Paper
Friday, 21 July 2006
This presentation is part of : Health Promotion Initiatives
Understanding Health Attitudes and Behaviors in Carriacou, Grenada: Applying the Cognitive Activation Theory of Stress (CATS)
Ann M. Dozier, RN, PhD1, Robert Block, MD1, Trevlyn Cox2, Deborah Levy, MD3, Eugena Noel2, and Timothy D. Dye, PhD1. (1) Community and Preventive Medicine, University of Rochester, Rochester, NY, USA, (2) Admnistration, Princess Royal Hospital, Carriacou, Grenada, (3) Internal Medicine, Harvard Vanguard Medical Associates, Jamaica Plains, MA, USA
Learning Objective #1: Describe key elements of Ursin's Cognitive Activation Theory of Stress Model.

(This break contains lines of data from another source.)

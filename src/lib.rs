//! dectalk-rs library crate
//!
//! Adapts the DECtalk / FonixTalk speech engine's callback-driven C API
//! into blocking request/response calls, a phoneme event stream and
//! streaming PCM capture. The `dectalk` binary is in main.rs.

#[macro_use]
extern crate log;

pub mod capture;
pub mod config;
pub mod constants;
pub mod engine;
pub mod error;
pub mod event;
pub mod native;
pub mod phoneme;
pub mod router;
pub mod voice;
pub mod wav;

pub use engine::{Capture, Engine, EngineState, Lifecycle};
pub use error::{CaptureError, Result, TtsError};

#[cfg(test)]
mod engine_tests;
#[cfg(test)]
mod test_support;
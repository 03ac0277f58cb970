//! A live binding to the speech engine.
//!
//! [`Engine::start`] walks the startup sequence (language selection, native
//! startup with the callback router, default voice and rate) and only returns
//! a fully usable engine. Dropping it shuts the native session down.
//!
//! Phoneme listeners and capture buffers are serviced on the engine's own
//! callback thread; see [`Engine::set_phoneme_listener`] and [`Capture`].

use crate::{
    capture::{BufferState, CaptureBuffer, CaptureSession, CaptureStats, Drained},
    config::EngineOptions,
    constants::{TTS_LANG_ERROR, TTS_NOT_SUPPORTED, VOLUME_MAIN, WAVE_FORMAT_1M16},
    error::{check, CaptureError, Result, TtsError},
    event::EventBus,
    native::{NativeEngine, NativeHandle, TTS_FORCE},
    phoneme::PhonemeEvent,
    router::{self, CallbackRouter, PoisonlessLock},
    voice::{Language, SpeakerParams, Voice},
    wav,
};
use std::ffi::CString;
use std::io::Write;
use std::os::raw::c_int;
use std::path::Path;
use std::ptr;
use std::sync::atomic::{AtomicBool, Ordering};
use std::sync::{Arc, Mutex};

/// Where an engine is in its startup/teardown sequence.
#[derive(Clone, Copy, Debug, PartialEq, Eq)]
pub enum Lifecycle {
    Uninitialized,
    LanguageSelecting,
    Started,
    Active,
    ShutDown,
}

/// Snapshot of an engine's state.
#[derive(Clone, Copy, Debug, PartialEq, Eq)]
pub struct EngineState {
    pub lifecycle: Lifecycle,
    /// Text was submitted and not yet synced or reset
    pub speaking: bool,
    pub capturing: bool,
}

pub struct Engine {
    native: Arc<dyn NativeEngine>,
    handle: Option<NativeHandle>,
    router: Arc<CallbackRouter>,
    router_id: u32,
    lifecycle: Lifecycle,
    options: EngineOptions,
    speaking: AtomicBool,
    capturing: AtomicBool,
    /// Sessions whose buffer the engine may still reference
    parked: Mutex<Vec<CaptureSession>>,
}
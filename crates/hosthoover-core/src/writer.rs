//! `ResultWriter`: persists captured configurations

use std::fmt;
use std::path::{Path, PathBuf};

use chrono::{DateTime, Local};
use thiserror::Error;
use tracing::{debug, instrument};

use crate::error::CoreError;
use crate::target::Target;

/// Failure to persist one configuration
#[derive(Error, Debug, Clone)]
#[error("failed to write {path}: {reason}")]
pub struct WriteError {
    pub path: PathBuf,
    pub reason: String,
}

/// Wall-clock time a run started, shared by every file it writes
#[derive(Debug, Clone, Copy, PartialEq, Eq)]
pub struct RunStamp(DateTime<Local>);

impl RunStamp {
    #[must_use]
    pub fn now() -> Self {
        Self(Local::now())
    }

    #[must_use]
    pub fn at(time: DateTime<Local>) -> Self {
        Self(time)
    }

    #[must_use]
    pub fn time(&self) -> DateTime<Local> {
        self.0
    }
}

impl fmt::Display for RunStamp {
    fn fmt(&self, f: &mut fmt::Formatter<'_>) -> fmt::Result {
        write!(f, "{}", self.0.format("%Y%m%d-%H%M%S"))
    }
}

/// Writes one file per successful target into the output directory
#[derive(Debug, Clone)]
pub struct ResultWriter {
    output_dir: PathBuf,
}

impl ResultWriter {
    pub fn new(output_dir: impl Into<PathBuf>) -> Self {
        Self {
            output_dir: output_dir.into(),
        }
    }

    #[must_use]
    pub fn output_dir(&self) -> &Path {
        &self.output_dir
    }

    /// Create the output directory. Called once before dispatch.
    pub async fn prepare(&self) -> Result<(), CoreError> {
        tokio::fs::create_dir_all(&self.output_dir)
            .await
            .map_err(|e| CoreError::OutputDirectory {
                path: self.output_dir.display().to_string(),
                reason: e.to_string(),
            })
    }

    /// `<addr>_<YYYYMMDD-HHMMSS>.cfg`; IPv6 colons become dashes
    #[must_use]
    pub fn file_name(target: &Target, stamp: &RunStamp) -> String {
        let addr = target.addr().to_string().replace(':', "-");
        format!("{addr}_{stamp}.cfg")
    }

    /// Persist `content` for `target`. The file appears complete or not at all.
    #[instrument(skip(self, target, content), fields(host = %target.addr()))]
    pub async fn write(
        &self,
        target: &Target,
        content: &str,
        stamp: &RunStamp,
    ) -> Result<PathBuf, WriteError> {
        let path = self.output_dir.join(Self::file_name(target, stamp));
        let partial = path.with_extension("cfg.partial");

        let fail = |e: std::io::Error| WriteError {
            path: path.clone(),
            reason: e.to_string(),
        };

        if let Err(e) = tokio::fs::write(&partial, content.as_bytes()).await {
            let _ = tokio::fs::remove_file(&partial).await;
            return Err(fail(e));
        }
        if let Err(e) = tokio::fs::rename(&partial, &path).await {
            let _ = tokio::fs::remove_file(&partial).await;
            return Err(fail(e));
        }

        debug!(path = %path.display(), bytes = content.len(), "configuration written");
        Ok(path)
    }
}

#[cfg(test)]
mod tests {
    use std::sync::Arc;

    use chrono::TimeZone;
    use hosthoover_exec::Auth;
    use tempfile::TempDir;

    use super::*;
    use crate::target::{Credentials, DeviceType};

    fn target(addr: &str) -> Target {
        Target::new(
            addr.parse().unwrap(),
            DeviceType::CiscoIos,
            Arc::new(Credentials::new("backup", Auth::Password("pw".into()))),
        )
    }

    fn stamp() -> RunStamp {
        RunStamp::at(Local.with_ymd_and_hms(2024, 3, 9, 7, 5, 1).unwrap())
    }

    #[test]
    fn test_file_name() {
        assert_eq!(
            ResultWriter::file_name(&target("10.0.0.1"), &stamp()),
            "10.0.0.1_20240309-070501.cfg"
        );
        assert_eq!(
            ResultWriter::file_name(&target("2001:db8::1"), &stamp()),
            "2001-db8--1_20240309-070501.cfg"
        );
    }

    #[tokio::test]
    async fn test_write_creates_file() {
        let tmp = TempDir::new().unwrap();
        let writer = ResultWriter::new(tmp.path().join("backups"));
        writer.prepare().await.unwrap();
        writer.prepare().await.unwrap();

        let path = writer
            .write(&target("10.0.0.1"), "hostname r1\n", &stamp())
            .await
            .unwrap();

        assert_eq!(std::fs::read_to_string(&path).unwrap(), "hostname r1\n");
        let names: Vec<_> = std::fs::read_dir(writer.output_dir())
            .unwrap()
            .map(|e| e.unwrap().file_name())
            .collect();
        assert_eq!(names.len(), 1);
    }

    #[tokio::test]
    async fn test_write_into_missing_directory_fails() {
        let tmp = TempDir::new().unwrap();
        let writer = ResultWriter::new(tmp.path().join("never-created"));

        let err = writer
            .write(&target("10.0.0.1"), "hostname r1\n", &stamp())
            .await
            .unwrap_err();
        assert!(err.path.ends_with("10.0.0.1_20240309-070501.cfg"));
    }

    #[tokio::test]
    async fn test_prepare_fails_on_file() {
        let tmp = TempDir::new().unwrap();
        let blocker = tmp.path().join("occupied");
        std::fs::write(&blocker, "x").unwrap();

        let writer = ResultWriter::new(&blocker);
        assert!(matches!(
            writer.prepare().await,
            Err(CoreError::OutputDirectory { .. })
        ));
    }
}
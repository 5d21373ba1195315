//! SMTP delivery using lettre

use std::fmt;

use async_trait::async_trait;
use lettre::message::header::ContentType;
use lettre::message::Mailbox;
use lettre::transport::smtp::authentication::Credentials;
use lettre::{AsyncSmtpTransport, AsyncTransport, Message, Tokio1Executor};
use serde::{Deserialize, Serialize};
use tracing::{info, instrument};

use crate::error::NotifyError;
use crate::traits::Notifier;

/// SMTP relay settings
#[derive(Clone, Serialize, Deserialize, PartialEq, Eq)]
pub struct SmtpSettings {
    /// Relay host name
    pub server: String,
    /// Relay port
    #[serde(default = "default_port")]
    pub port: u16,
    /// Login user, if the relay requires authentication
    #[serde(default)]
    pub username: Option<String>,
    /// Login password
    #[serde(default)]
    pub password: Option<String>,
    /// From address
    pub sender: String,
    /// Default recipients
    #[serde(default)]
    pub recipients: Vec<String>,
    /// Upgrade the connection with STARTTLS
    #[serde(default = "default_starttls")]
    pub starttls: bool,
}

fn default_port() -> u16 {
    587
}

fn default_starttls() -> bool {
    true
}

impl fmt::Debug for SmtpSettings {
    fn fmt(&self, f: &mut fmt::Formatter<'_>) -> fmt::Result {
        f.debug_struct("SmtpSettings")
            .field("server", &self.server)
            .field("port", &self.port)
            .field("username", &self.username)
            .field("password", &self.password.as_ref().map(|_| "<redacted>"))
            .field("sender", &self.sender)
            .field("recipients", &self.recipients)
            .field("starttls", &self.starttls)
            .finish()
    }
}

/// Notifier backed by an SMTP relay
pub struct SmtpNotifier {
    transport: AsyncSmtpTransport<Tokio1Executor>,
    sender: Mailbox,
    server: String,
}

impl fmt::Debug for SmtpNotifier {
    fn fmt(&self, f: &mut fmt::Formatter<'_>) -> fmt::Result {
        f.debug_struct("SmtpNotifier")
            .field("server", &self.server)
            .field("sender", &self.sender.to_string())
            .finish_non_exhaustive()
    }
}

impl SmtpNotifier {
    /// Build a notifier from relay settings
    ///
    /// # Errors
    /// Returns `NotifyError::InvalidAddress` for a malformed sender and
    /// `NotifyError::ConfigError` if the relay cannot be configured
    pub fn new(settings: &SmtpSettings) -> Result<Self, NotifyError> {
        let sender = parse_mailbox(&settings.sender)?;

        let builder = if settings.starttls {
            AsyncSmtpTransport::<Tokio1Executor>::starttls_relay(&settings.server)
                .map_err(|e| NotifyError::ConfigError(e.to_string()))?
        } else {
            AsyncSmtpTransport::<Tokio1Executor>::builder_dangerous(&settings.server)
        };

        let mut builder = builder.port(settings.port);
        if let (Some(user), Some(password)) = (&settings.username, &settings.password) {
            builder = builder.credentials(Credentials::new(user.clone(), password.clone()));
        }

        Ok(Self {
            transport: builder.build(),
            sender,
            server: settings.server.clone(),
        })
    }
}

fn parse_mailbox(address: &str) -> Result<Mailbox, NotifyError> {
    address
        .parse::<Mailbox>()
        .map_err(|e| NotifyError::InvalidAddress {
            address: address.to_string(),
            reason: e.to_string(),
        })
}

/// Assemble a plain-text message
///
/// # Errors
/// Returns `NotifyError::NoRecipients` for an empty list and
/// `NotifyError::InvalidAddress` for a malformed recipient
pub fn build_message(
    sender: &Mailbox,
    subject: &str,
    body: &str,
    recipients: &[String],
) -> Result<Message, NotifyError> {
    if recipients.is_empty() {
        return Err(NotifyError::NoRecipients);
    }

    let mut builder = Message::builder()
        .from(sender.clone())
        .subject(subject)
        .header(ContentType::TEXT_PLAIN);
    for recipient in recipients {
        builder = builder.to(parse_mailbox(recipient)?);
    }

    builder
        .body(body.to_string())
        .map_err(|e| NotifyError::MessageBuild(e.to_string()))
}

#[async_trait]
impl Notifier for SmtpNotifier {
    #[instrument(skip(self, body), fields(server = %self.server))]
    async fn send(
        &self,
        subject: &str,
        body: &str,
        recipients: &[String],
    ) -> Result<(), NotifyError> {
        let message = build_message(&self.sender, subject, body, recipients)?;

        self.transport
            .send(message)
            .await
            .map_err(|e| NotifyError::Transport(e.to_string()))?;

        info!(recipients = recipients.len(), "notification sent");
        Ok(())
    }

    fn transport(&self) -> &'static str {
        "smtp"
    }
}
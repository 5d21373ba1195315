//! Terminal result of one device session

use std::fmt;
use std::time::Duration;

use serde::Serialize;

/// Terminal result for one target. Exactly one is recorded per target.
#[derive(Clone, PartialEq, Eq, Serialize)]
#[serde(tag = "status", rename_all = "snake_case")]
pub enum SessionOutcome {
    /// Configuration captured
    Success {
        #[serde(skip)]
        content: String,
        elapsed: Duration,
        attempts: u32,
    },
    /// Credentials or key rejected. Never retried.
    AuthFailure { reason: String, attempts: u32 },
    /// Every attempt ran into the command timeout
    Timeout { attempts: u32 },
    /// Retryable failures exhausted the retry budget
    TransientError { reason: String, attempts: u32 },
    /// Failure that retrying cannot fix
    PermanentError { reason: String, attempts: u32 },
    /// Did not answer the reachability probe
    Unreachable,
    /// Never dispatched because the run was interrupted
    NotDispatched,
}

/// Outcome variant without payload, for counting and logging
#[derive(Debug, Clone, Copy, PartialEq, Eq, Hash, Serialize)]
#[serde(rename_all = "snake_case")]
pub enum OutcomeKind {
    Success,
    AuthFailure,
    Timeout,
    TransientError,
    PermanentError,
    Unreachable,
    NotDispatched,
}

impl SessionOutcome {
    #[must_use]
    pub fn kind(&self) -> OutcomeKind {
        match self {
            SessionOutcome::Success { .. } => OutcomeKind::Success,
            SessionOutcome::AuthFailure { .. } => OutcomeKind::AuthFailure,
            SessionOutcome::Timeout { .. } => OutcomeKind::Timeout,
            SessionOutcome::TransientError { .. } => OutcomeKind::TransientError,
            SessionOutcome::PermanentError { .. } => OutcomeKind::PermanentError,
            SessionOutcome::Unreachable => OutcomeKind::Unreachable,
            SessionOutcome::NotDispatched => OutcomeKind::NotDispatched,
        }
    }

    /// Connection attempts spent on this target
    #[must_use]
    pub fn attempts(&self) -> u32 {
        match self {
            SessionOutcome::Success { attempts, .. }
            | SessionOutcome::AuthFailure { attempts, .. }
            | SessionOutcome::Timeout { attempts }
            | SessionOutcome::TransientError { attempts, .. }
            | SessionOutcome::PermanentError { attempts, .. } => *attempts,
            SessionOutcome::Unreachable | SessionOutcome::NotDispatched => 0,
        }
    }

    #[must_use]
    pub fn is_success(&self) -> bool {
        matches!(self, SessionOutcome::Success { .. })
    }

    /// A session was opened and did not produce a backup
    #[must_use]
    pub fn is_failure(&self) -> bool {
        matches!(
            self,
            SessionOutcome::AuthFailure { .. }
                | SessionOutcome::Timeout { .. }
                | SessionOutcome::TransientError { .. }
                | SessionOutcome::PermanentError { .. }
        )
    }

    /// Whether a worker ever took this target
    #[must_use]
    pub fn was_dispatched(&self) -> bool {
        !matches!(
            self,
            SessionOutcome::Unreachable | SessionOutcome::NotDispatched
        )
    }

    /// Human readable failure reason
    #[must_use]
    pub fn reason(&self) -> Option<String> {
        match self {
            SessionOutcome::AuthFailure { reason, .. }
            | SessionOutcome::TransientError { reason, .. }
            | SessionOutcome::PermanentError { reason, .. } => Some(reason.clone()),
            SessionOutcome::Timeout { attempts } => {
                Some(format!("timed out after {attempts} attempt(s)"))
            }
            SessionOutcome::Unreachable => Some("did not answer reachability probe".into()),
            SessionOutcome::NotDispatched => Some("run interrupted before dispatch".into()),
            SessionOutcome::Success { .. } => None,
        }
    }

    /// Captured configuration, if any
    #[must_use]
    pub fn content(&self) -> Option<&str> {
        match self {
            SessionOutcome::Success { content, .. } => Some(content),
            _ => None,
        }
    }
}

// Configurations are large and may hold secrets; keep them out of logs.
impl fmt::Debug for SessionOutcome {
    fn fmt(&self, f: &mut fmt::Formatter<'_>) -> fmt::Result {
        match self {
            SessionOutcome::Success {
                content,
                elapsed,
                attempts,
            } => f
                .debug_struct("Success")
                .field("content", &format_args!("<{} bytes>", content.len()))
                .field("elapsed", elapsed)
                .field("attempts", attempts)
                .finish(),
            SessionOutcome::AuthFailure { reason, attempts } => f
                .debug_struct("AuthFailure")
                .field("reason", reason)
                .field("attempts", attempts)
                .finish(),
            SessionOutcome::Timeout { attempts } => {
                f.debug_struct("Timeout").field("attempts", attempts).finish()
            }
            SessionOutcome::TransientError { reason, attempts } => f
                .debug_struct("TransientError")
                .field("reason", reason)
                .field("attempts", attempts)
                .finish(),
            SessionOutcome::PermanentError { reason, attempts } => f
                .debug_struct("PermanentError")
                .field("reason", reason)
                .field("attempts", attempts)
                .finish(),
            SessionOutcome::Unreachable => f.write_str("Unreachable"),
            SessionOutcome::NotDispatched => f.write_str("NotDispatched"),
        }
    }
}

impl fmt::Display for OutcomeKind {
    fn fmt(&self, f: &mut fmt::Formatter<'_>) -> fmt::Result {
        let name = match self {
            OutcomeKind::Success => "success",
            OutcomeKind::AuthFailure => "auth_failure",
            OutcomeKind::Timeout => "timeout",
            OutcomeKind::TransientError => "transient_error",
            OutcomeKind::PermanentError => "permanent_error",
            OutcomeKind::Unreachable => "unreachable",
            OutcomeKind::NotDispatched => "not_dispatched",
        };
        f.pad(name)
    }
}

#[cfg(test)]
mod tests {
    use super::*;

    #[test]
    fn test_attempt_counts() {
        let auth = SessionOutcome::AuthFailure {
            reason: "denied".into(),
            attempts: 1,
        };
        assert_eq!(auth.attempts(), 1);
        assert!(auth.is_failure());
        assert_eq!(SessionOutcome::Unreachable.attempts(), 0);
        assert!(!SessionOutcome::Unreachable.is_failure());
        assert!(!SessionOutcome::NotDispatched.was_dispatched());
    }

    #[test]
    fn test_debug_hides_content() {
        let outcome = SessionOutcome::Success {
            content: "enable secret 5 $1$abcd".into(),
            elapsed: Duration::from_millis(20),
            attempts: 1,
        };
        let rendered = format!("{outcome:?}");
        assert!(!rendered.contains("enable secret"));
        assert!(rendered.contains("bytes"));
    }

    #[test]
    fn test_serialize_tags_status() {
        let outcome = SessionOutcome::TransientError {
            reason: "connection reset".into(),
            attempts: 3,
        };
        let json = serde_json::to_value(&outcome).unwrap();
        assert_eq!(json["status"], "transient_error");
        assert_eq!(json["attempts"], 3);

        let success = SessionOutcome::Success {
            content: "hostname r1".into(),
            elapsed: Duration::from_secs(1),
            attempts: 1,
        };
        let json = serde_json::to_value(&success).unwrap();
        assert!(json.get("content").is_none());
    }

    #[test]
    fn test_kind_display() {
        assert_eq!(OutcomeKind::AuthFailure.to_string(), "auth_failure");
        assert_eq!(SessionOutcome::Timeout { attempts: 3 }.kind(), OutcomeKind::Timeout);
    }
}
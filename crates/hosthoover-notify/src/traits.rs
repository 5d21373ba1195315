//! Notification transport trait

use async_trait::async_trait;

use crate::error::NotifyError;

/// Delivers a run summary to operators
#[async_trait]
pub trait Notifier: Send + Sync {
    /// Send one message to every recipient
    async fn send(&self, subject: &str, body: &str, recipients: &[String])
    -> Result<(), NotifyError>;

    /// Short transport name, for logs
    fn transport(&self) -> &'static str;
}
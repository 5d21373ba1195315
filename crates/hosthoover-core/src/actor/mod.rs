//! Actor implementations

pub mod report;

pub use report::{RunReportActor, RunReportActorArgs};
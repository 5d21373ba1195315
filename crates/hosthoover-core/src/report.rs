//! Run report: one entry per target, in target order

use std::collections::HashMap;
use std::fmt::Write as _;
use std::path::PathBuf;

use chrono::{DateTime, Local};
use serde::Serialize;

use crate::outcome::{OutcomeKind, SessionOutcome};
use crate::target::Target;

/// Terminal record for one target
#[derive(Debug, Clone, Serialize)]
pub struct ReportEntry {
    pub target: Target,
    pub outcome: SessionOutcome,
    /// Hostname found in the captured configuration
    #[serde(skip_serializing_if = "Option::is_none")]
    pub hostname: Option<String>,
    /// Backup file, present only for successful targets
    #[serde(skip_serializing_if = "Option::is_none")]
    pub path: Option<PathBuf>,
}

/// Derived counters
#[derive(Debug, Clone, Copy, Default, PartialEq, Eq, Serialize)]
pub struct RunCounts {
    pub total: usize,
    /// Targets handed to a worker
    pub attempted: usize,
    pub succeeded: usize,
    pub failed: usize,
    pub unreachable: usize,
    pub not_dispatched: usize,
}

/// Aggregate of every outcome in a run. Built once by the report actor.
#[derive(Debug, Clone, Serialize)]
pub struct RunReport {
    run_id: String,
    started_at: DateTime<Local>,
    finished_at: DateTime<Local>,
    partial: bool,
    counts: RunCounts,
    entries: Vec<ReportEntry>,
}

impl RunReport {
    pub fn new(
        run_id: impl Into<String>,
        started_at: DateTime<Local>,
        entries: Vec<ReportEntry>,
        partial: bool,
    ) -> Self {
        let mut counts = RunCounts {
            total: entries.len(),
            ..RunCounts::default()
        };
        for entry in &entries {
            let outcome = &entry.outcome;
            if outcome.was_dispatched() {
                counts.attempted += 1;
            }
            match outcome.kind() {
                OutcomeKind::Success => counts.succeeded += 1,
                OutcomeKind::Unreachable => counts.unreachable += 1,
                OutcomeKind::NotDispatched => counts.not_dispatched += 1,
                _ => counts.failed += 1,
            }
        }

        Self {
            run_id: run_id.into(),
            started_at,
            finished_at: Local::now(),
            partial,
            counts,
            entries,
        }
    }

    #[must_use]
    pub fn run_id(&self) -> &str {
        &self.run_id
    }

    #[must_use]
    pub fn started_at(&self) -> DateTime<Local> {
        self.started_at
    }

    #[must_use]
    pub fn finished_at(&self) -> DateTime<Local> {
        self.finished_at
    }

    /// The run was interrupted and some targets never ran
    #[must_use]
    pub fn is_partial(&self) -> bool {
        self.partial
    }

    #[must_use]
    pub fn counts(&self) -> RunCounts {
        self.counts
    }

    #[must_use]
    pub fn entries(&self) -> &[ReportEntry] {
        &self.entries
    }

    /// Files written this run, in target order
    #[must_use]
    pub fn written_paths(&self) -> Vec<PathBuf> {
        self.entries.iter().filter_map(|e| e.path.clone()).collect()
    }

    /// Entries whose session ran and failed
    pub fn failures(&self) -> impl Iterator<Item = &ReportEntry> {
        self.entries.iter().filter(|e| e.outcome.is_failure())
    }

    #[must_use]
    pub fn has_failures(&self) -> bool {
        self.counts.failed > 0
    }

    /// Number of entries per outcome kind
    #[must_use]
    pub fn by_kind(&self) -> HashMap<OutcomeKind, usize> {
        let mut kinds = HashMap::new();
        for entry in &self.entries {
            *kinds.entry(entry.outcome.kind()).or_insert(0) += 1;
        }
        kinds
    }

    /// One line of counters
    #[must_use]
    pub fn summary_line(&self) -> String {
        let c = &self.counts;
        let mut line = format!(
            "{} targets: {} attempted, {} succeeded, {} failed, {} unreachable",
            c.total, c.attempted, c.succeeded, c.failed, c.unreachable
        );
        if c.not_dispatched > 0 {
            let _ = write!(line, ", {} not dispatched", c.not_dispatched);
        }
        if self.partial {
            line.push_str(" (partial run)");
        }
        line
    }

    /// Multi-line failure listing for notifications and the console
    #[must_use]
    pub fn failure_summary(&self) -> String {
        let mut text = format!("Failed targets in run {}:\n", self.run_id);
        for entry in self.failures() {
            let _ = writeln!(
                text,
                "  {} [{}] {} after {} attempt(s): {}",
                entry.target.addr(),
                entry.target.device_type(),
                entry.outcome.kind(),
                entry.outcome.attempts(),
                entry.outcome.reason().unwrap_or_default()
            );
        }
        let _ = writeln!(text, "\n{}", self.summary_line());
        text
    }
}

#[cfg(test)]
mod tests {
    use std::sync::Arc;
    use std::time::Duration;

    use hosthoover_exec::Auth;

    use super::*;
    use crate::target::{Credentials, DeviceType};

    fn entry(addr: &str, outcome: SessionOutcome, path: Option<&str>) -> ReportEntry {
        ReportEntry {
            target: Target::new(
                addr.parse().unwrap(),
                DeviceType::CiscoIos,
                Arc::new(Credentials::new("u", Auth::Password("p".into()))),
            ),
            outcome,
            hostname: None,
            path: path.map(PathBuf::from),
        }
    }

    fn sample() -> RunReport {
        RunReport::new(
            "20240101-000000",
            Local::now(),
            vec![
                entry(
                    "10.0.0.1",
                    SessionOutcome::Success {
                        content: "hostname a".into(),
                        elapsed: Duration::from_millis(5),
                        attempts: 1,
                    },
                    Some("/b/10.0.0.1.cfg"),
                ),
                entry(
                    "10.0.0.2",
                    SessionOutcome::AuthFailure {
                        reason: "denied".into(),
                        attempts: 1,
                    },
                    None,
                ),
                entry("10.0.0.3", SessionOutcome::Unreachable, None),
                entry("10.0.0.4", SessionOutcome::NotDispatched, None),
            ],
            true,
        )
    }

    #[test]
    fn test_counts() {
        let report = sample();
        assert_eq!(
            report.counts(),
            RunCounts {
                total: 4,
                attempted: 2,
                succeeded: 1,
                failed: 1,
                unreachable: 1,
                not_dispatched: 1,
            }
        );
        assert!(report.has_failures());
        assert!(report.is_partial());
        assert_eq!(report.written_paths(), vec![PathBuf::from("/b/10.0.0.1.cfg")]);
        assert_eq!(report.by_kind()[&OutcomeKind::Unreachable], 1);
    }

    #[test]
    fn test_failure_summary_lists_failures_only() {
        let text = sample().failure_summary();
        assert!(text.contains("10.0.0.2 [cisco_ios] auth_failure after 1 attempt(s): denied"));
        assert!(!text.contains("10.0.0.1 ["));
        assert!(!text.contains("10.0.0.3 ["));
        assert!(text.contains("(partial run)"));
    }

    #[test]
    fn test_serializes_without_content() {
        let json = serde_json::to_value(sample()).unwrap();
        assert_eq!(json["counts"]["succeeded"], 1);
        assert_eq!(json["entries"][0]["outcome"]["status"], "success");
        assert_eq!(json["entries"][0]["target"]["addr"], "10.0.0.1");
        assert!(!json.to_string().contains("hostname a"));
    }
}
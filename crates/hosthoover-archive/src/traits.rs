//! Archive codec traits

use std::path::{Path, PathBuf};

use async_trait::async_trait;

use crate::error::ArchiveError;
use crate::types::ArchiveFormat;

/// A format-specific archive producer
#[async_trait]
pub trait ArchiveCodec: Send + Sync {
    /// Format this codec writes
    fn format(&self) -> ArchiveFormat;

    /// Whether the codec can run on this machine
    async fn is_available(&self) -> bool;

    /// Start a new archive at `destination`
    async fn open(&self, destination: &Path) -> Result<Box<dyn ArchiveWriter>, ArchiveError>;
}

/// An archive under construction
#[async_trait]
pub trait ArchiveWriter: Send {
    /// Queue a file; it is stored under its file name
    fn add(&mut self, path: &Path) -> Result<(), ArchiveError>;

    /// Write the archive and return its path
    async fn finalize(self: Box<Self>) -> Result<PathBuf, ArchiveError>;
}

Learning Objective #2: Explain health related behavior(s) among one group of english-speaking carribean resident.

Rapid Assessment Protocols are useful in formative stages of screening and intervention programs, but utilization of analyses and results is inconsistent and not well defined. Carriacou, Grenada’s second largest island (~5,500 inhabitants) an early site for the Grenada Heart Project, a study of cardiovascular risk among a population early in the epidemiologic transition. A mixed gendered US/Carriacou team deployed a Rapid Assessment Protocol based on pre-identified domains relevant to cardiovascular health. Following participant observation (3 days) and 25 semi-interviews (health, government, business owners leaders), analyses employing iterative processes were used to identify key themes. Findings were organized using Ursin’s Cognitive Activation Theory of Stress model (CATS). Ursin refers to “load” as stimuli experienced by individuals potentially resulting in psychological stress (alarm) leading to feedback which can further increase “load”. Ursin emphasizes individuals’ unique internalization of “load” determining a stimuli’s positive or adverse health consequences. Load for Carriacou adults included family histories (diabetes, hypertension), poor health habits, a lack of family/household resources, work demands, poor health care access, experience and attitude about health services, knowledge about cardiovascular health, migration, social involvement and environment (political, physical). “Load” internalization resulted in uncertainty about health, grounded in a perceived lack of control over one’s current and future health, mistrust of the health system, and fear of loss associated with illness. Few adults sought information or screening for known familial conditions. By contrast, functional limitations affecting ability to work were strong motivators. Health seeking behaviors included exercise, dieting, and seeking medical care for illness confirmation. Individuals were likely to use alternative treatments (‘bush medicine’) rather than prescribed pharmaceuticals. The CATS model can be effectively applied to cardiovascular health improvement programs taking into account this population’s uncertainty about health and lack of control, lack of knowledge, the value of maintaining functionality, and preferences for non-pharmaceutical treatments.